MCP Spotlight: Cloudflare API MCP Server — 2 Tools, 2,500+ Endpoints, One Search-and-Execute Pattern
Server: @cloudflare/mcp-server-api by Cloudflare
Tools: 2 (search, execute) · License: MIT · Transport: stdio
Coverage: 2,500+ Cloudflare API endpoints — DNS, Workers, KV, R2, D1, Pages, Firewall, Load Balancers, Stream, Images, AI Gateway, Vectorize, Access, Zero Trust, Email Routing, Queues, Durable Objects, Hyperdrive, Analytics
Auth: Cloudflare API Token with scope-minimal permissions
Docs: developers.cloudflare.com/.../cloudflare/servers-for-cloudflare
GitHub: github.com/cloudflare/mcp
Every major cloud platform has dozens of product APIs, hundreds of endpoints per product, and thousands of configuration parameters. The "wrap the entire API in MCP" problem usually gets solved by exposing hundreds of tools — one per endpoint, one per resource type, one per action. The agent gets a 300-tool dump in its context, performance degrades, and the user gives up.
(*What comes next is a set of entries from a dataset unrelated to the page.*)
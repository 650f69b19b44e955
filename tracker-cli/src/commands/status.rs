//! `tracker status` — remote review state of each commit in the range.

use anyhow::{Context, Result};
use colored::{ColoredString, Colorize};

use tracker_core::PatchStatusKind;
use tracker_sync::{StatusOutcome, StatusReport};

use super::{print_trailer, GlobalArgs, Session};

pub fn run(global: &GlobalArgs) -> Result<()> {
    let session = Session::open(global)?;
    let orchestrator = session.orchestrator();
    let report = orchestrator.status().context("status failed")?;

    println!();
    match report {
        StatusReport::NotRecorded => {
            println!("ERR: This branch is not recorded yet. ($ tracker record)\n");
        }
        StatusReport::Tracked(entries) => {
            for entry in entries {
                match entry.outcome {
                    StatusOutcome::Found(status) => println!(
                        "[{}][{}][rev{}] {}",
                        status.commit.short(),
                        status_label(status.status),
                        status.revision,
                        status.message
                    ),
                    StatusOutcome::NoRecord => println!(
                        "{}[{}] not recorded on the server",
                        "[ERR]".red().bold(),
                        entry.commit.short()
                    ),
                    StatusOutcome::Failed(err) => println!(
                        "{}[{}] {err}",
                        "[ERR]".red().bold(),
                        entry.commit.short()
                    ),
                }
            }
            print_trailer(orchestrator.server_url());
        }
    }
    Ok(())
}

pub fn status_label(status: PatchStatusKind) -> ColoredString {
    let label = status.as_str().to_uppercase();
    match status {
        PatchStatusKind::New => label.cyan().bold(),
        PatchStatusKind::Ack => label.green().bold(),
        PatchStatusKind::Nack => label.red().bold(),
        PatchStatusKind::Push => label.magenta().bold(),
        PatchStatusKind::Obsolete | PatchStatusKind::Unknown => label.bright_black().bold(),
    }
}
Cloudflare took the opposite bet: expose 2,500+ API endpoints through exactly 2 tools — search() and execute(). The agent searches for the right endpoint, executes the API call. The MCP tool surface stays at 2 forever, regardless of how many Cloudflare products exist.
This is the design pattern every "wrap the whole platform" MCP server should copy. It's also the cleanest example I've seen of API-as-MCP-via-search — the same approach that Anthropic uses internally for Claude's tool-use with large API surfaces.
The Two-Tool Pattern
| Tool | What It Does |
|---|---|
search | Search the Cloudflare API schema by keyword, resource type, or product. Returns the matching endpoint, parameters, and example payloads. |
execute | Execute a Cloudflare API call with the method, URL, and parameters. Returns the API response. |
That's the entire MCP surface. The agent's mental model is:
1. "I need to do X with Cloudflare."
2. search("X") → endpoint, parameters, schema
3. execute(endpoint, params) → result
No 300-tool dump. No tool-name discovery. No per-product configuration. Just search and execute.
Why This Pattern Works
The "wrap the whole platform" problem has three failure modes that the two-tool pattern avoids:
1. Context bloat
A 300-tool tools/list response burns tens of thousands of tokens before the user even says "hi." On long-running agent sessions, the model has to re-read those tool descriptions every turn. The 2-tool surface stays at a constant ~1,000 tokens regardless of Cloudflare's product portfolio.
2. Tool name discovery
When a tool is named cloudflare_workers_kv_namespace_write_key_value_pair_v4, the agent has to guess the right name from a giant registry. The search-tool approach means the agent queries for what it needs at the moment it needs it, with the natural language description. The agent doesn't memorize tool names; it searches the schema.
3. Schema drift
When Cloudflare adds a new endpoint, a traditional MCP server needs a new release to expose it. With the two-tool pattern, the endpoint just appears in the search() results. The MCP server doesn't need to update for every new API endpoint — only for breaking schema changes.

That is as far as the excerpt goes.